It is estimated that around 400 rare diseases have licenced treatments, and a large proportion of these are a consequence of orphan drug legislation, which has helped to incentivise the production of drugs for small patient populations.

However, there are over 7000 known rare diseases, a number that keeps growing. Clearly there is a huge unmet need for rare disease treatments.

The rarity of patients with a specific rare disease and their broad dispersal around the globe makes research exceptionally challenging.

Firstly, there is so little known about many rare diseases, that securing research interest is a real challenge. Even if that interest exists, building a network of patients in whom to study the disease can prove desperately hard, particularly without strong patient engagement.

Funding is often hard to secure for such research as the rarity of a disease is often falsely equated with its importance.

Finally, the delivery of clinical trials is very challenging in small, dispersed populations, from both logistical and statistical perspectives.

Even if these challenges are overcome, many businesses struggle to build a financially viable model for the production and distribution of new treatments for rare disease patients.

In general the larger rare disease populations receive research interest, often supported by their own patient groups, but many new treatments are sold at exceptionally high prices. This leaves many rare disease patients with little hope for a cure.

What is off-label prescription of drugs and how common is it with regards to rare diseases?

With so few available treatments, doctors are often left with a difficult choice - to leave rare disease patients untreated, or to prescribe drugs that are not licenced for the specific rare disease but which they think could benefit the patient. This is off-label prescription.

In many cases such drugs will be prescribed to manage specific symptoms for which they are commonly used in other conditions. Less frequently drugs may be prescribed off-label based on knowledge and understanding of the underlying condition, with the hope of treating the condition as a whole.

Off-label prescription is actually a very common practice in medicine, with some estimating that around 30% of all prescriptions are off-label. In otherwise untreatable rare diseases, the justification for such use is certainly compelling.

Why are there elements of uneasiness around off-label prescription?
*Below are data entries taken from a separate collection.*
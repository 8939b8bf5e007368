//! LRU cache with lock-free key index
//! 键索引无锁的 LRU 缓存
//!
//! # Complexity
//! 复杂度
//!
//! - add / get / peek / rm / len: O(1)
//! - has: O(1), lock-free
//!
//! Key index is a `papaya::HashMap` from key bytes to list [`Handle`]; the
//! recency [`List`] sits behind a `parking_lot::Mutex`. A miss or a `has`
//! never touches the mutex. Every index write happens with the mutex held,
//! and a handle read outside the mutex is never used: locked paths re-read it.
//! 键索引为 `papaya::HashMap`（键字节 → 链表 [`Handle`]），使用顺序链表
//! [`List`] 由 `parking_lot::Mutex` 保护。未命中和 `has` 不会加锁。
//! 所有索引写入都在持锁时进行，锁外读到的句柄从不使用，持锁路径会重新读取。

use std::{mem, sync::Arc};

use log::{error, trace};
use papaya::HashMap;
use parking_lot::Mutex;

use crate::{Cache, Handle, List, Node};

/// Bounded LRU node cache
/// 有界 LRU 节点缓存
pub struct Lru<N> {
  index: HashMap<Box<[u8]>, Handle>,
  list: Mutex<List<Arc<N>>>,
  max: usize,
}

impl<N> Lru<N> {
  /// Create with max node count. 0 is allowed: every new node is evicted at once
  /// 创建，指定最大节点数。允许 0：每个新节点会被立即淘汰
  pub fn new(max: usize) -> Self {
    Self {
      index: HashMap::new(),
      list: Mutex::new(List::new()),
      max,
    }
  }

  /// Live handle for key; `list` is the locked list
  /// 键对应的有效句柄；`list` 为已加锁的链表
  fn handle(&self, list: &List<Arc<N>>, key: &[u8]) -> Option<Handle> {
    let h = *self.index.pin().get(key)?;
    if list.get(h).is_some() {
      return Some(h);
    }
    debug_assert!(false, "index holds revoked handle");
    error!("node_lru: index holds revoked handle, key {} bytes", key.len());
    None
  }
}

impl<N: Node + Send + Sync> Cache<N> for Lru<N> {
  fn add(&self, node: Arc<N>) -> Option<Arc<N>> {
    let mut list = self.list.lock();

    if let Some(h) = self.handle(&list, node.key()) {
      list.move_front(h);
      return list.get_mut(h).map(|slot| mem::replace(slot, node));
    }

    let key: Box<[u8]> = node.key().into();
    let h = list.push_front(node);
    let index = self.index.pin();
    index.insert(key, h);

    if list.len() <= self.max {
      return None;
    }
    let old = list.pop_back()?;
    index.remove(old.key());
    trace!("node_lru: evict, len {} max {}", list.len(), self.max);
    Some(old)
  }

  fn get(&self, key: &[u8]) -> Option<Arc<N>> {
    // Miss fast path, no lock
    // 未命中快速路径，不加锁
    if !self.index.pin().contains_key(key) {
      return None;
    }
    let mut list = self.list.lock();
    let h = self.handle(&list, key)?;
    list.move_front(h);
    list.get(h).cloned()
  }

  fn peek(&self, key: &[u8]) -> Option<Arc<N>> {
    if !self.index.pin().contains_key(key) {
      return None;
    }
    let list = self.list.lock();
    let h = self.handle(&list, key)?;
    list.get(h).cloned()
  }

  #[inline]
  fn has(&self, key: &[u8]) -> bool {
    self.index.pin().contains_key(key)
  }

  fn rm(&self, key: &[u8]) -> Option<Arc<N>> {
    let mut list = self.list.lock();
    let h = self.handle(&list, key)?;
    self.index.pin().remove(key);
    list.rm(h)
  }

  fn len(&self) -> usize {
    self.list.lock().len()
  }

  #[inline(always)]
  fn cap(&self) -> usize {
    self.max
  }

  fn drain(&self) -> Vec<Arc<N>> {
    let mut list = self.list.lock();
    let all: Vec<_> = list.iter().cloned().collect();
    list.clear();
    self.index.pin().clear();
    all
  }
}
//! Arena-backed doubly linked recency list
//! 基于 arena 的双向链表，记录使用顺序
//!
//! Front = most recently used, back = least recently used.
//! 头部 = 最近使用，尾部 = 最久未使用。
//!
//! Freed slots are recycled via a free list. Each slot carries a generation,
//! bumped on free, so a [`Handle`] to a removed node is rejected rather than
//! aliasing whatever reuses the slot.
//! 空闲槽位通过空闲链表复用。每个槽位带代数，释放时递增，
//! 因此指向已删除节点的 [`Handle`] 会被拒绝，而不会误指复用的槽位。

const NIL: u32 = u32::MAX;

/// Revocable position of one node in a [`List`]
/// [`List`] 中某节点的可撤销位置
#[derive(Clone, Copy, Debug, PartialEq, Eq, Hash)]
pub struct Handle {
  idx: u32,
  generation: u32,
}

struct Slot<T> {
  val: Option<T>,
  prev: u32,
  next: u32,
  generation: u32,
}

/// Doubly linked list with O(1) push / move / remove
/// O(1) 插入 / 移动 / 删除的双向链表
pub struct List<T> {
  slots: Vec<Slot<T>>,
  free: Vec<u32>,
  head: u32,
  tail: u32,
  len: usize,
}

impl<T> Default for List<T> {
  fn default() -> Self {
    Self::new()
  }
}

impl<T> List<T> {
  pub const fn new() -> Self {
    Self {
      slots: Vec::new(),
      free: Vec::new(),
      head: NIL,
      tail: NIL,
      len: 0,
    }
  }

  pub fn with_capacity(cap: usize) -> Self {
    Self {
      slots: Vec::with_capacity(cap),
      ..Self::new()
    }
  }

  #[inline(always)]
  pub fn len(&self) -> usize {
    self.len
  }

  #[inline(always)]
  pub fn is_empty(&self) -> bool {
    self.len == 0
  }

  /// Slot index if handle is still live
  /// 句柄仍有效时返回槽位下标
  #[inline(always)]
  fn live(&self, h: Handle) -> Option<usize> {
    let i = h.idx as usize;
    match self.slots.get(i) {
      Some(s) if s.generation == h.generation && s.val.is_some() => Some(i),
      _ => None,
    }
  }

  /// Insert at front
  /// 插入头部
  pub fn push_front(&mut self, val: T) -> Handle {
    let idx = match self.free.pop() {
      Some(idx) => {
        let s = &mut self.slots[idx as usize];
        s.val = Some(val);
        s.prev = NIL;
        s.next = NIL;
        idx
      }
      None => {
        let idx = self.slots.len() as u32;
        self.slots.push(Slot {
          val: Some(val),
          prev: NIL,
          next: NIL,
          generation: 0,
        });
        idx
      }
    };
    self.link_front(idx);
    self.len += 1;
    Handle {
      idx,
      generation: self.slots[idx as usize].generation,
    }
  }

  /// Move to front, false if handle is stale
  /// 移到头部，句柄失效时返回 false
  pub fn move_front(&mut self, h: Handle) -> bool {
    let Some(i) = self.live(h) else {
      return false;
    };
    if self.head != h.idx {
      self.unlink(i);
      self.link_front(h.idx);
    }
    true
  }

  #[inline]
  pub fn get(&self, h: Handle) -> Option<&T> {
    self.live(h).and_then(|i| self.slots[i].val.as_ref())
  }

  #[inline]
  pub fn get_mut(&mut self, h: Handle) -> Option<&mut T> {
    self.live(h).and_then(|i| self.slots[i].val.as_mut())
  }

  /// Remove node, revoking its handle
  /// 删除节点并撤销其句柄
  pub fn rm(&mut self, h: Handle) -> Option<T> {
    let i = self.live(h)?;
    self.unlink(i);
    let s = &mut self.slots[i];
    s.generation = s.generation.wrapping_add(1);
    let val = s.val.take();
    self.free.push(h.idx);
    self.len -= 1;
    val
  }

  /// Handle of least recently used node
  /// 最久未使用节点的句柄
  #[inline]
  pub fn back(&self) -> Option<Handle> {
    (self.tail != NIL).then(|| Handle {
      idx: self.tail,
      generation: self.slots[self.tail as usize].generation,
    })
  }

  pub fn pop_back(&mut self) -> Option<T> {
    let h = self.back()?;
    self.rm(h)
  }

  /// Iterate front to back
  /// 从头到尾遍历
  pub fn iter(&self) -> Iter<'_, T> {
    Iter {
      list: self,
      cur: self.head,
    }
  }

  /// Drop all nodes; every outstanding handle is revoked
  /// 清空所有节点，所有已发出的句柄失效
  pub fn clear(&mut self) {
    self.free.clear();
    for (i, s) in self.slots.iter_mut().enumerate() {
      if s.val.take().is_some() {
        s.generation = s.generation.wrapping_add(1);
      }
      s.prev = NIL;
      s.next = NIL;
      self.free.push(i as u32);
    }
    self.head = NIL;
    self.tail = NIL;
    self.len = 0;
  }

  fn link_front(&mut self, idx: u32) {
    let old = self.head;
    {
      let s = &mut self.slots[idx as usize];
      s.prev = NIL;
      s.next = old;
    }
    if old == NIL {
      self.tail = idx;
    } else {
      self.slots[old as usize].prev = idx;
    }
    self.head = idx;
  }

  fn unlink(&mut self, i: usize) {
    let (prev, next) = {
      let s = &self.slots[i];
      (s.prev, s.next)
    };
    if prev == NIL {
      self.head = next;
    } else {
      self.slots[prev as usize].next = next;
    }
    if next == NIL {
      self.tail = prev;
    } else {
      self.slots[next as usize].prev = prev;
    }
    let s = &mut self.slots[i];
    s.prev = NIL;
    s.next = NIL;
  }
}

pub struct Iter<'a, T> {
  list: &'a List<T>,
  cur: u32,
}

impl<'a, T> Iterator for Iter<'a, T> {
  type Item = &'a T;

  fn next(&mut self) -> Option<&'a T> {
    if self.cur == NIL {
      return None;
    }
    let s = &self.list.slots[self.cur as usize];
    self.cur = s.next;
    s.val.as_ref()
  }
}
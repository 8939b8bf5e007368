//! NoCache - zero overhead no-op cache
//! NoCache - 零开销空操作缓存
//!
//! # Complexity
//! 复杂度
//!
//! - add: O(1) - hands the node back, as if evicted
//! - get / peek / rm: O(1) - always None
//! - has: O(1) - always false
//!
//! Useful for disabling cache without touching call sites.
//! 用于在不改动调用方的情况下禁用缓存。

use std::sync::Arc;

use crate::{Cache, Node};

/// No-op cache, behaves like capacity 0
/// 空操作缓存，行为等同容量 0
#[derive(Clone, Copy, Debug, Default)]
pub struct NoCache;

impl<N: Node> Cache<N> for NoCache {
  #[inline(always)]
  fn add(&self, node: Arc<N>) -> Option<Arc<N>> {
    Some(node)
  }

  #[inline(always)]
  fn get(&self, _: &[u8]) -> Option<Arc<N>> {
    None
  }

  #[inline(always)]
  fn peek(&self, _: &[u8]) -> Option<Arc<N>> {
    None
  }

  #[inline(always)]
  fn has(&self, _: &[u8]) -> bool {
    false
  }

  #[inline(always)]
  fn rm(&self, _: &[u8]) -> Option<Arc<N>> {
    None
  }

  #[inline(always)]
  fn len(&self) -> usize {
    0
  }

  #[inline(always)]
  fn cap(&self) -> usize {
    0
  }

  #[inline(always)]
  fn drain(&self) -> Vec<Arc<N>> {
    Vec::new()
  }
}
On-label use is based on the results of controlled clinical testing and a clear quantifiable effect of the drug in a large population. In contrast, there is no requirement for such evidence in off-label use. This isn’t to say that all off-label use lacks evidence but it does lack regulation, which can lead to concerns for patient safety.

Clearly, responsible off-label use should be based on a clear hypothesis or existing evidence of effect. Furthermore, it should be accompanied by careful monitoring and reporting, and be done with the patient’s consent.
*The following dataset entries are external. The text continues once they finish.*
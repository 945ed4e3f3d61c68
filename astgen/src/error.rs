use thiserror::Error;

pub type Result<T, E = Error> = std::result::Result<T, E>;

/// Everything that can go wrong while turning a node table into source.
///
/// All of these are mistakes in the caller's table, so none of them are
/// recoverable: the request that produced one is abandoned as a whole.
#[derive(Error, Debug, Clone, PartialEq, Eq)]
pub enum Error {
    #[error("malformed field {spec:?}: expected `Type name`")]
    MalformedField { spec: String },
    #[error("invalid {what} name {name:?}: not an identifier")]
    InvalidIdentifier { what: &'static str, name: String },
    #[error("node kind `{kind}` is declared more than once")]
    DuplicateKind { kind: String },
    #[error("node kinds `{first}` and `{second}` would share a visitor method")]
    ConflictingKinds { first: String, second: String },
    #[error("field `{field}` is declared more than once in `{kind}`")]
    DuplicateField { kind: String, field: String },
    #[error("category `{base_name}` declares no node kinds")]
    EmptyRequest { base_name: String },
}
use thiserror::Error;

use super::expr::{
    Assign, Binary, Call, Get, Grouping, Literal, Logical, Set, This, Unary, Variable,
};
use super::{Expr, ExprVisitor};

#[derive(Error, Debug, Clone, Copy, PartialEq, Eq)]
#[error("`{kind}` expressions have no reverse Polish form")]
pub struct Unsupported {
    pub kind: &'static str,
}

/// Formats arithmetic in reverse Polish notation.
///
/// `(1 + 2) * (4 - 3)` formats as `1 2 + 4 3 - *`. Only binary operators,
/// groupings and literals can be expressed.
#[derive(Default)]
pub struct RpnFormatter;

impl RpnFormatter {
    pub fn format(expr: &Expr) -> Result<String, Unsupported> {
        expr.accept(&mut RpnFormatter)
    }
}

type RpnResult = Result<String, Unsupported>;

impl ExprVisitor for RpnFormatter {
    type Output = RpnResult;

    fn visit_assign_expr(&mut self, _: &Assign) -> RpnResult {
        Err(Unsupported { kind: "Assign" })
    }

    fn visit_binary_expr(&mut self, node: &Binary) -> RpnResult {
        let left = node.left().accept(self)?;
        let right = node.right().accept(self)?;
        Ok(format!("{left} {right} {}", node.operator().lexeme))
    }

    fn visit_call_expr(&mut self, _: &Call) -> RpnResult {
        Err(Unsupported { kind: "Call" })
    }

    fn visit_get_expr(&mut self, _: &Get) -> RpnResult {
        Err(Unsupported { kind: "Get" })
    }

    fn visit_grouping_expr(&mut self, node: &Grouping) -> RpnResult {
        // no parentheses in RPN
        node.expression().accept(self)
    }

    fn visit_literal_expr(&mut self, node: &Literal) -> RpnResult {
        Ok(node.value().to_string())
    }

    fn visit_logical_expr(&mut self, _: &Logical) -> RpnResult {
        Err(Unsupported { kind: "Logical" })
    }

    fn visit_set_expr(&mut self, _: &Set) -> RpnResult {
        Err(Unsupported { kind: "Set" })
    }

    fn visit_this_expr(&mut self, _: &This) -> RpnResult {
        Err(Unsupported { kind: "This" })
    }

    fn visit_unary_expr(&mut self, _: &Unary) -> RpnResult {
        Err(Unsupported { kind: "Unary" })
    }

    fn visit_variable_expr(&mut self, _: &Variable) -> RpnResult {
        Err(Unsupported { kind: "Variable" })
    }
}
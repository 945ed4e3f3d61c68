pub mod token;

pub mod ast;
use super::expr::{
    Assign, Binary, Call, Get, Grouping, Literal, Logical, Set, This, Unary, Variable,
};
use super::stmt::{Block, Class, Expression, Function, If, Print, Return, Var, While};
use super::{Expr, ExprVisitor, Stmt, StmtVisitor};

/// Prints the tree as S-expressions.
///
/// `1 + 2 * x` prints as `(+ 1 (* 2 x))`.
#[derive(Default)]
pub struct AstPrinter;

impl AstPrinter {
    pub fn print(expr: &Expr) -> String {
        expr.accept(&mut AstPrinter)
    }

    pub fn print_stmt(stmt: &Stmt) -> String {
        stmt.accept(&mut AstPrinter)
    }

    fn parenthesize<'e>(&mut self, name: &str, exprs: impl IntoIterator<Item = &'e Expr>) -> String {
        self.list(name, exprs, |p, expr| expr.accept(p))
    }

    fn block(&mut self, name: &str, stmts: &[Stmt]) -> String {
        self.list(name, stmts, |p, stmt| stmt.accept(p))
    }

    /// `(name item item ...)`
    fn list<T>(
        &mut self,
        name: &str,
        items: impl IntoIterator<Item = T>,
        mut print: impl FnMut(&mut Self, T) -> String,
    ) -> String {
        let mut out = format!("({name}");
        for item in items {
            out.push(' ');
            out.push_str(&print(self, item));
        }
        out.push(')');
        out
    }
}

impl ExprVisitor for AstPrinter {
    type Output = String;

    fn visit_assign_expr(&mut self, node: &Assign) -> String {
        format!("(set {} {})", node.name().lexeme, node.value().accept(self))
    }

    fn visit_binary_expr(&mut self, node: &Binary) -> String {
        self.parenthesize(&node.operator().lexeme, [&**node.left(), &**node.right()])
    }

    fn visit_call_expr(&mut self, node: &Call) -> String {
        let callee = node.callee().accept(self);
        self.parenthesize(&callee, node.arguments())
    }

    fn visit_get_expr(&mut self, node: &Get) -> String {
        self.parenthesize("get!", [&**node.object()])
    }

    fn visit_grouping_expr(&mut self, node: &Grouping) -> String {
        self.parenthesize("group", [&**node.expression()])
    }

    fn visit_literal_expr(&mut self, node: &Literal) -> String {
        node.value().to_string()
    }

    fn visit_logical_expr(&mut self, node: &Logical) -> String {
        self.parenthesize(&node.operator().lexeme, [&**node.left(), &**node.right()])
    }

    fn visit_set_expr(&mut self, node: &Set) -> String {
        self.parenthesize("set!", [&**node.object(), &**node.value()])
    }

    fn visit_this_expr(&mut self, _: &This) -> String {
        "this!".to_owned()
    }

    fn visit_unary_expr(&mut self, node: &Unary) -> String {
        self.parenthesize(&node.operator().lexeme, [&**node.right()])
    }

    fn visit_variable_expr(&mut self, node: &Variable) -> String {
        node.name().lexeme.clone()
    }
}

impl StmtVisitor for AstPrinter {
    type Output = String;

    fn visit_block_stmt(&mut self, node: &Block) -> String {
        self.block("block", node.statements())
    }

    fn visit_class_stmt(&mut self, node: &Class) -> String {
        let name = format!("class {}", node.name().lexeme);
        self.list(&name, node.methods(), Self::visit_function_stmt)
    }

    fn visit_expression_stmt(&mut self, node: &Expression) -> String {
        self.parenthesize("expr", [node.expression()])
    }

    fn visit_function_stmt(&mut self, node: &Function) -> String {
        let mut head = format!("{} {}", node.kind(), node.name().lexeme);
        if node.kind().has_formal_parameters() {
            let params: Vec<_> = node.params().iter().map(|p| p.lexeme.as_str()).collect();
            head.push_str(&format!(" ({})", params.join(" ")));
        }
        self.block(&head, node.body())
    }

    fn visit_if_stmt(&mut self, node: &If) -> String {
        let condition = node.condition().accept(self);
        let then_branch = node.then_branch().accept(self);
        match node.else_branch() {
            Some(else_branch) => {
                let else_branch = else_branch.accept(self);
                format!("(if {condition} {then_branch} {else_branch})")
            }
            None => format!("(if {condition} {then_branch})"),
        }
    }

    fn visit_print_stmt(&mut self, node: &Print) -> String {
        self.parenthesize("print", [node.expression()])
    }

    fn visit_return_stmt(&mut self, node: &Return) -> String {
        self.parenthesize("return", node.value())
    }

    fn visit_var_stmt(&mut self, node: &Var) -> String {
        let name = format!("var {}", node.name().lexeme);
        self.parenthesize(&name, node.initializer())
    }

    fn visit_while_stmt(&mut self, node: &While) -> String {
        let condition = node.condition().accept(self);
        let body = node.body().accept(self);
        format!("(while {condition} {body})")
    }
}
When no other treatment option exists, such responsible off-label use can provide crucial hope and health benefits to patients, and lead to vital clinic driven healthcare innovation.

What is drug repurposing?

Drug repurposing is like recycling - essentially it takes existing drugs, licensed for one illness, and finds new illnesses which they can treat. This effect should be demonstrated in a clinical trial, providing strong evidence for a new use.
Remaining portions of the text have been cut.